In 1957 her studies reached the point where she could diagnose herself: it was soon discovered that she had fallen victim to the rare Von Recklinghausen's disease, which would leave her blind and deaf. Due to her illness, she was forced to leave medical school. Confined to her home, she began to evangelize to others through correspondences to others in which she discussed faith and love of God. Friends from medical school visited her on a frequent basis.

Her first operation in 1958 caused partial paralysis on the left side of her face; a second operation in August 1959 left her completely paralyzed and reliant on a wheelchair. she also began to lose the five senses on a gradual level.

In May 1962 she undertook a pilgrimage to Lourdes seeking a miracle for her ailments. There, she met 22-year-old Maria who was sobbing beside her. Porro took her hand and urged her to beseech the Blessed Virgin Mary for her intercession, at which point Maria was healed. Porro went back on 24 June 1963 where she discovered that her ailments would increase and that she would die of them.

She underwent several operations on her head and confided her fear of such operations on 27 February 1963; the last left her blind as well as rendering her immobile save for moving her right hand, and she could barely speak. The number of people who visited her increased steadily as word of her holiness and gentle understanding of love of God spread.

Her health took a dramatic decline after her pilgrimage to Lourdes, and on the night of 22 January 1964 said to her nurse: "Emilia, tomorrow I will die. I feel very ill". Porro died in the morning of 23 January 1964 after receiving Communion and Reconciliation, and was buried in the cemetery of Sirmione; her remains were later transferred to the Church of Saint Andrew in Dovádola.

==Beatification==
The process for beatification was approved on 12 July 1975 which bestowed Porro with the title Servant of God. This signified the beginning of the first phase of the beatification proceedings; the process spanned from 25 January 1976 and 9 July 1977. The Congregation for the Causes of Saints decreed the process was valid and allowed for the opening of the so-called "Roman Phase" on 5 June 1981.

Pope John Paul II declared her to be Venerable on 23 December 1993 on the account of her model life based on exercising heroic virtue to a high degree.

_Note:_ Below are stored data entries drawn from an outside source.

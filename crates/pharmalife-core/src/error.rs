//! # Error Types
//!
//! Domain-specific error types for pharmalife-core.
//!
//! ## Error Hierarchy
//! ```text
//! ┌─────────────────────────────────────────────────────────────────────────┐
//! │                         Error Types                                     │
//! │                                                                         │
//! │  pharmalife-core errors (this file)                                    │
//! │  ├── CoreError        - General domain errors                          │
//! │  └── ValidationError  - Field validation failures                      │
//! │                                                                         │
//! │  pharmalife-store errors (separate crate)                              │
//! │  ├── StorageError     - Backend read/write failures                    │
//! │  └── StoreError       - What store callers see                         │
//! │                                                                         │
//! │  Flow: ValidationError → StoreError → CLI / UI                         │
//! └─────────────────────────────────────────────────────────────────────────┘
//! ```

use thiserror::Error;

// =============================================================================
// Core Error
// =============================================================================

/// Domain errors raised by pure logic in this crate.
#[derive(Debug, Error)]
pub enum CoreError {
    /// Backup envelope is missing a required part or has an unknown version.
    ///
    /// ## When This Occurs
    /// - `data` is absent from a backup file
    /// - `version` is absent or not in `SUPPORTED_BACKUP_VERSIONS`
    #[error("Invalid backup: {0}")]
    InvalidBackup(String),

    /// Validation error (wraps ValidationError).
    #[error("Validation error: {0}")]
    Validation(#[from] ValidationError),
}

// =============================================================================
// Validation Error
// =============================================================================

/// Field validation errors.
///
/// Raised before a record is written to the in-memory repository, so a
/// failed validation never leaves a half-applied change behind.
#[derive(Debug, Clone, PartialEq, Eq, Error)]
pub enum ValidationError {
    /// A required field is missing or empty.
    #[error("{field} is required")]
    Required { field: String },

    /// Field value is too long.
    #[error("{field} must be at most {max} characters")]
    TooLong { field: String, max: usize },

    /// Numeric value is out of range.
    #[error("{field} must be between {min} and {max}")]
    OutOfRange { field: String, min: i64, max: i64 },

    /// Value must not be negative.
    #[error("{field} must not be negative")]
    Negative { field: String },

    /// Invalid format (e.g., malformed month, malformed email).
    #[error("{field} has invalid format: {reason}")]
    InvalidFormat { field: String, reason: String },
}

impl ValidationError {
    pub fn required(field: impl Into<String>) -> Self {
        ValidationError::Required {
            field: field.into(),
        }
    }

    pub fn invalid_format(field: impl Into<String>, reason: impl Into<String>) -> Self {
        ValidationError::InvalidFormat {
            field: field.into(),
            reason: reason.into(),
        }
    }
}

// =============================================================================
// Result Type Alias
// =============================================================================

/// Convenience type alias for Results with CoreError.
pub type CoreResult<T> = Result<T, CoreError>;

#[cfg(test)]
mod tests {
    use super::*;

    #[test]
    fn test_validation_error_messages() {
        let err = ValidationError::required("name");
        assert_eq!(err.to_string(), "name is required");

        let err = ValidationError::OutOfRange {
            field: "rating".to_string(),
            min: 1,
            max: 5,
        };
        assert_eq!(err.to_string(), "rating must be between 1 and 5");
    }

    #[test]
    fn test_validation_converts_to_core_error() {
        let core_err: CoreError = ValidationError::required("sku").into();
        assert!(matches!(core_err, CoreError::Validation(_)));
        assert_eq!(core_err.to_string(), "Validation error: sku is required");
    }
}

The miracle needed for her beatification was investigated and was declared valid on 20 June 2014 in order for its evaluation to take place in Rome. It was reported that the beatification could have taken place in 2017 since the miracle requires the approval of the Congregation for the Causes of Saints and the pope. Pope Francis confirmed the miracle attributed to her intercession in a decree issued on 7 November 2018; she was beatified on 14 September 2019. The current postulator of the cause is Father Guglielmo Camera.